WORK REQUIRED |
Each line below from the one containing "filename crates/culinova_core/src/model/mod.rs" through the one containing "use super::TriangulateMonotone;" should be output exactly as it stands, and no other line should appear.

(Data entries)
# # #

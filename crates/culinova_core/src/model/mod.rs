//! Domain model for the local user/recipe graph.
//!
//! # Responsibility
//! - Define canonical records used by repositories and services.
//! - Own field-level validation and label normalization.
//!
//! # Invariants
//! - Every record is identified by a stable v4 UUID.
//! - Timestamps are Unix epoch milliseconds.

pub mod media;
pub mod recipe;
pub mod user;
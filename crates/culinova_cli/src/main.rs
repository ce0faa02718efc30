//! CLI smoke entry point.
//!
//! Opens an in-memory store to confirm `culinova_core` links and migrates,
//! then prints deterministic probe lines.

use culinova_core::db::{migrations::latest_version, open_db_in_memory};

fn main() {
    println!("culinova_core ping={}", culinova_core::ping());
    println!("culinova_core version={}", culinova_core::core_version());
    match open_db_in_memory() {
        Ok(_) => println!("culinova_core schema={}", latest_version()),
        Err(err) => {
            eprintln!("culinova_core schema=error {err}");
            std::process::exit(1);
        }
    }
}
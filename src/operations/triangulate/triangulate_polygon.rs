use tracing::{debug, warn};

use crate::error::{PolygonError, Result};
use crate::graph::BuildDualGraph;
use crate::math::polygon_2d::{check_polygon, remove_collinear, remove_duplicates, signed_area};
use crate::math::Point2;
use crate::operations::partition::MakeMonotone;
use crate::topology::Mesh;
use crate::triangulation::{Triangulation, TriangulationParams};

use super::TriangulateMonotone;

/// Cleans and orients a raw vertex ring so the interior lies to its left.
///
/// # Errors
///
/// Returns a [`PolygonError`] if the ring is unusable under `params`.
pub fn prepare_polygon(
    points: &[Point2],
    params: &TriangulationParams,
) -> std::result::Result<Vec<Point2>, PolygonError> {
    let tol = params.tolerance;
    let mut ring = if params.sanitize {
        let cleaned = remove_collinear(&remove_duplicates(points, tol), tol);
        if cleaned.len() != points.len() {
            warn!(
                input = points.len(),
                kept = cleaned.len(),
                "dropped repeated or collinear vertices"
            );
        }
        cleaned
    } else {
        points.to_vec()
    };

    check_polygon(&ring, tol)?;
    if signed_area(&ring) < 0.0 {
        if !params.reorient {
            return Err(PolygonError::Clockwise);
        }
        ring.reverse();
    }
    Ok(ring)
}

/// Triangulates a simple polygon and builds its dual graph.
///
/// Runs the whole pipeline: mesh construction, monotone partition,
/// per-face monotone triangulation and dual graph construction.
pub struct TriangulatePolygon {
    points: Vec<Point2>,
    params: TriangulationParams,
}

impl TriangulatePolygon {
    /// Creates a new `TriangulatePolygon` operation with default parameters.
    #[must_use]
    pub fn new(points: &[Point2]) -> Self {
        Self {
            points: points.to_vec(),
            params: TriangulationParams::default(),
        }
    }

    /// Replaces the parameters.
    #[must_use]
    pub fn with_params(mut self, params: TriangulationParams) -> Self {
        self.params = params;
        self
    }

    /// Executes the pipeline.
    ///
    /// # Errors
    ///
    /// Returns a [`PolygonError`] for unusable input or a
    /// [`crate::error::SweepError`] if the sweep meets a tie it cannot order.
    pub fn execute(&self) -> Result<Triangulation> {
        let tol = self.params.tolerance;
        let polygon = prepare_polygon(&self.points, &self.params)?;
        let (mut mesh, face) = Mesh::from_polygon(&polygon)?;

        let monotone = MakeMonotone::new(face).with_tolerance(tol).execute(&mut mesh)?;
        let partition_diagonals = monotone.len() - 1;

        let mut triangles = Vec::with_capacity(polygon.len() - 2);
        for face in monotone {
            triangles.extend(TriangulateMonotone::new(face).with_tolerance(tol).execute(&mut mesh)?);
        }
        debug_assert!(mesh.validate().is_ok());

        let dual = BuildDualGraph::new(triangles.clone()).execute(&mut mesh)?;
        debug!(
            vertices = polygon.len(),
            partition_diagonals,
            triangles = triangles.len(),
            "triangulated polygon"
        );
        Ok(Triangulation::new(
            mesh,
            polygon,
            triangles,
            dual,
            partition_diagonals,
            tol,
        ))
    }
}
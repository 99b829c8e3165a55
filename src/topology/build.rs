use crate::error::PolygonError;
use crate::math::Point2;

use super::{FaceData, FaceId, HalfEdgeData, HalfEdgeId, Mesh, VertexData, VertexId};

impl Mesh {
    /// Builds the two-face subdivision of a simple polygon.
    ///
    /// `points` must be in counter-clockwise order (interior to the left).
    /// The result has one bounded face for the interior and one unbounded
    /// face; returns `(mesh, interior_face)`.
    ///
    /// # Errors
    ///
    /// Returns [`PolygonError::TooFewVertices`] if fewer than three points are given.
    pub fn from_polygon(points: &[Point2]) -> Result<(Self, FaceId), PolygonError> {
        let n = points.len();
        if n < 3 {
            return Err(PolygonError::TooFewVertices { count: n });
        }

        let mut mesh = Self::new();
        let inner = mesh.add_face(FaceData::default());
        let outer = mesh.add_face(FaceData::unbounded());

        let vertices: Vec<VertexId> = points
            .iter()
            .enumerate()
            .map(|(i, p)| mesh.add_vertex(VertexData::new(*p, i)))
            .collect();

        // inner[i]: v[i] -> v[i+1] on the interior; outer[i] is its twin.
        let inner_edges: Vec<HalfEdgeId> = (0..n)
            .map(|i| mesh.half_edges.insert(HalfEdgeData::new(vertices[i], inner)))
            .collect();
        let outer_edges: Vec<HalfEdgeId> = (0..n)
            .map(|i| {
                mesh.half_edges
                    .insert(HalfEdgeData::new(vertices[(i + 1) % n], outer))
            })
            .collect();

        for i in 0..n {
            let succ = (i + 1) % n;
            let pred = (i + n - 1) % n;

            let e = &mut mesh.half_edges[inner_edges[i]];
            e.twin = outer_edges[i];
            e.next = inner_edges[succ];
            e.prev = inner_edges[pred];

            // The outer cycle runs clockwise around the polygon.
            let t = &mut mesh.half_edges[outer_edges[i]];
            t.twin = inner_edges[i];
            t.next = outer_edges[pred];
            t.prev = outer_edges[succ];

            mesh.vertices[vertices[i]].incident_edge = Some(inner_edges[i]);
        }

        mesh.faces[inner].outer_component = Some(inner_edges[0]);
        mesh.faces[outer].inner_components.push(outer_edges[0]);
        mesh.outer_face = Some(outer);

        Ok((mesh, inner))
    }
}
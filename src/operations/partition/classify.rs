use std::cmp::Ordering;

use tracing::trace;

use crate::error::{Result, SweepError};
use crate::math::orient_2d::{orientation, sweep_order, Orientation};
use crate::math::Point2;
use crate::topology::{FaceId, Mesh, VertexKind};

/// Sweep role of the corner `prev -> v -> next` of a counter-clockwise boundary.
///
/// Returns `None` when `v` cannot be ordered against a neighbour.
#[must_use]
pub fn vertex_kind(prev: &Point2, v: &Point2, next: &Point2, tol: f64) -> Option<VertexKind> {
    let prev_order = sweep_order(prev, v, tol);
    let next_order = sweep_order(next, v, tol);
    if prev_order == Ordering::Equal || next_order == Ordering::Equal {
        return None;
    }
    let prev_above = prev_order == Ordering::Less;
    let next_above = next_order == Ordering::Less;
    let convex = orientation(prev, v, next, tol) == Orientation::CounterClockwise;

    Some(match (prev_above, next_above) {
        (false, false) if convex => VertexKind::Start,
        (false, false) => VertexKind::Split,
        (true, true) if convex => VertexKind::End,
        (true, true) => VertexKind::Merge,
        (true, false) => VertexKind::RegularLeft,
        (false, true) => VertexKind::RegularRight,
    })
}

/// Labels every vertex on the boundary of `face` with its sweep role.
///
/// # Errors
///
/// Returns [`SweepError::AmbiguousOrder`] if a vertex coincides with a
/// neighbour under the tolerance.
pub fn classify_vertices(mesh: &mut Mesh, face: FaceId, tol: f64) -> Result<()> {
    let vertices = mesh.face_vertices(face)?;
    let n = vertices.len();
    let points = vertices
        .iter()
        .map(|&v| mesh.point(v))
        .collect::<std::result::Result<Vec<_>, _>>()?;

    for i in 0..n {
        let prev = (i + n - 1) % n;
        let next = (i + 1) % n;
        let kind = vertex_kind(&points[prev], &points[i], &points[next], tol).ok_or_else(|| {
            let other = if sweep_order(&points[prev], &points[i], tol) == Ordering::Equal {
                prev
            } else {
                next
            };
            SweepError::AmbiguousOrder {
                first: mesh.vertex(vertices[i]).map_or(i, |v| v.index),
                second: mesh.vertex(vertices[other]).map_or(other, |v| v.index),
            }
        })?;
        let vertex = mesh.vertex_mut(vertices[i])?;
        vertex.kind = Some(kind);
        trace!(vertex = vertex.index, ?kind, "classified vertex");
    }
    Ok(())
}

# # #

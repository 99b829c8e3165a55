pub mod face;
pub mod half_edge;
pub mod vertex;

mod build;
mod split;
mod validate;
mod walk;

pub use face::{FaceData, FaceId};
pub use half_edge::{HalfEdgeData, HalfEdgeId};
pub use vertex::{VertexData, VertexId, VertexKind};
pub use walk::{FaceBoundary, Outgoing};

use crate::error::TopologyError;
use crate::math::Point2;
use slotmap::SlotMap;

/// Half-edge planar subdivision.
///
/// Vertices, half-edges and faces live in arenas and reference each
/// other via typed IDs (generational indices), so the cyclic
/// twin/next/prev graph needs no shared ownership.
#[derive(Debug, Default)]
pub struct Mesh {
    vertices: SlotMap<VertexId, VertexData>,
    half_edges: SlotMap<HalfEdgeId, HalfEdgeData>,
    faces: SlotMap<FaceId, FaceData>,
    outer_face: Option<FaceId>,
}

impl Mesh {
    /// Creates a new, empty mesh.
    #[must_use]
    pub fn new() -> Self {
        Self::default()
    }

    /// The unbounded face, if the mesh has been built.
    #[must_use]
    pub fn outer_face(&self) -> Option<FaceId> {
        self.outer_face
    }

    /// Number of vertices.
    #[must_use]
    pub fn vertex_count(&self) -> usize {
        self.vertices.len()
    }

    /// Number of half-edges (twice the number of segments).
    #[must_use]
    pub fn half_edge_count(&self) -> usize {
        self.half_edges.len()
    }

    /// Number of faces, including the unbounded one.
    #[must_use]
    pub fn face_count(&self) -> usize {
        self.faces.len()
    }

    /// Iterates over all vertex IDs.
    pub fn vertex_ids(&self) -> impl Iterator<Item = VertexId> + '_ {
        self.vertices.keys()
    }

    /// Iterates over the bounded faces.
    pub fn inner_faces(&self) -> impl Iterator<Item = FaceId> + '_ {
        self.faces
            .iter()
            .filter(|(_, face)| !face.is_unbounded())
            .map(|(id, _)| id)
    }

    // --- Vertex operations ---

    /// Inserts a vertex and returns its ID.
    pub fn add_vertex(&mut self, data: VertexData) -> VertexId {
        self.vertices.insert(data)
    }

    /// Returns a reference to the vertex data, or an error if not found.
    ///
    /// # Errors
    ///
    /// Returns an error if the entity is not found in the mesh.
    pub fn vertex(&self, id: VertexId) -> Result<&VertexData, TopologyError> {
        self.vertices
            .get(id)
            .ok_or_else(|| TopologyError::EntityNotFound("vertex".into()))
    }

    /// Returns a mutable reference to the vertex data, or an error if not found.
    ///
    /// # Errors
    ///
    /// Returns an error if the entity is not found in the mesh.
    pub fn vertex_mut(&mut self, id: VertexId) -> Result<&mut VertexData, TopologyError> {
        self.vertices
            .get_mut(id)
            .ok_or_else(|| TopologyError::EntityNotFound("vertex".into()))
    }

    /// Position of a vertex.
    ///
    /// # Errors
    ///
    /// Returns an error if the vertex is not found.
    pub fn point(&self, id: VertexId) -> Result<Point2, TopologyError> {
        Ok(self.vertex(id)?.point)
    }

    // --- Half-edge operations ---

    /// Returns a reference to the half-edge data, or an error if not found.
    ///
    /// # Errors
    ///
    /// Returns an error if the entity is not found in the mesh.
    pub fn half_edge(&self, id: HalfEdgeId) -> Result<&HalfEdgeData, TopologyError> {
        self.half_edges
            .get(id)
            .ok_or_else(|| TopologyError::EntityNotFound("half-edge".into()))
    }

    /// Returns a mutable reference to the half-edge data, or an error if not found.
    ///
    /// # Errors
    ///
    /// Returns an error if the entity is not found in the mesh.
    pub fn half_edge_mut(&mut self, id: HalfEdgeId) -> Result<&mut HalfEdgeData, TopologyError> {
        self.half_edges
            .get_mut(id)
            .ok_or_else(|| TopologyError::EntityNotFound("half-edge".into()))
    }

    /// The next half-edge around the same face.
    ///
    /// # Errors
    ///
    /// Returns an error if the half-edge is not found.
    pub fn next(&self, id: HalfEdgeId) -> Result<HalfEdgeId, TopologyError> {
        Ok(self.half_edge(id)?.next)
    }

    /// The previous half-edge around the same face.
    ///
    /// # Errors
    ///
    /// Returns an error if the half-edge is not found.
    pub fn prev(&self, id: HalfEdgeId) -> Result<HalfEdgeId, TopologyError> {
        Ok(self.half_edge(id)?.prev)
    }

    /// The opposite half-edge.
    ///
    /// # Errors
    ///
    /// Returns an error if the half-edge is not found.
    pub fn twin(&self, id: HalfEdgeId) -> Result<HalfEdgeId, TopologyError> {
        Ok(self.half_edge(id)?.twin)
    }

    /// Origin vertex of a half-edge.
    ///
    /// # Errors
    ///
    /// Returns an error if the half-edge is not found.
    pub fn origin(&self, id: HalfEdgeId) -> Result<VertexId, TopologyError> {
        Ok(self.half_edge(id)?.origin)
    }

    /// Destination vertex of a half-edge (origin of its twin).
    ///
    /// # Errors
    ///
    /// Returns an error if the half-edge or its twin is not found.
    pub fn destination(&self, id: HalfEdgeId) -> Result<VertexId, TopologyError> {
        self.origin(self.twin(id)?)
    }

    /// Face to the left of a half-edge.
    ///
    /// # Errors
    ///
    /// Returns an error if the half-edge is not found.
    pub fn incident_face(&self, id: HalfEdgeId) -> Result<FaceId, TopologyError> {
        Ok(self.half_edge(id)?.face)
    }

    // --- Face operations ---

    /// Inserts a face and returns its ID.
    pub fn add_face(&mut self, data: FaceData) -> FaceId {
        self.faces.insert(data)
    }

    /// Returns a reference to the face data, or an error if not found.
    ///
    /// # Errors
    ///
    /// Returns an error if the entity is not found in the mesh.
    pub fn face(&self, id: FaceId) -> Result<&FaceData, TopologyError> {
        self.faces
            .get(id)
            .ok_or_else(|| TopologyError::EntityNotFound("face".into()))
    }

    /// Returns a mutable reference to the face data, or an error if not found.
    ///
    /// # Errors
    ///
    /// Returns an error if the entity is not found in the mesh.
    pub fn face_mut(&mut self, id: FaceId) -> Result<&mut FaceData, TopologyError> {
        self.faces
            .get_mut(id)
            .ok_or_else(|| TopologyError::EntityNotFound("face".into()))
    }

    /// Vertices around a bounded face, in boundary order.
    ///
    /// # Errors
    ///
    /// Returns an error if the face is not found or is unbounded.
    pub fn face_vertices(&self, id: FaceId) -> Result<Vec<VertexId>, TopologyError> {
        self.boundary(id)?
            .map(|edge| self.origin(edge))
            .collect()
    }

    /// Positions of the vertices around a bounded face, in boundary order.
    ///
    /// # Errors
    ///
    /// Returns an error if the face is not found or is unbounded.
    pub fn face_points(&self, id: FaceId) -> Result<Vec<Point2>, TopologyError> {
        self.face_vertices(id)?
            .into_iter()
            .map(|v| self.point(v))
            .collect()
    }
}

# # #

SOLUTION FOR THIS TASK |
filename crates/culinova_core/src/model/mod.rs
//! Domain model for the local user/recipe graph.
//!
//! # Responsibility
//! - Define canonical records used by repositories and services.
//! - Own field-level validation and label normalization.
//!
//! # Invariants
//! - Every record is identified by a stable v4 UUID.
//! - Timestamps are Unix epoch milliseconds.

pub mod media;
pub mod recipe;
pub mod user;
filename crates/culinova_cli/src/main.rs
repository ce0faa02718efc30
//! CLI smoke entry point.
//!
//! Opens an in-memory store to confirm `culinova_core` links and migrates,
//! then prints deterministic probe lines.

use culinova_core::db::{migrations::latest_version, open_db_in_memory};

fn main() {
    println!("culinova_core ping={}", culinova_core::ping());
    println!("culinova_core version={}", culinova_core::core_version());
    match open_db_in_memory() {
        Ok(_) => println!("culinova_core schema={}", latest_version()),
        Err(err) => {
            eprintln!("culinova_core schema=error {err}");
            std::process::exit(1);
        }
    }
}
filename src/operations/triangulate/triangulate_polygon.rs
use tracing::{debug, warn};

use crate::error::{PolygonError, Result};
use crate::graph::BuildDualGraph;
use crate::math::polygon_2d::{check_polygon, remove_collinear, remove_duplicates, signed_area};
use crate::math::Point2;
use crate::operations::partition::MakeMonotone;
use crate::topology::Mesh;
use crate::triangulation::{Triangulation, TriangulationParams};

use super::TriangulateMonotone;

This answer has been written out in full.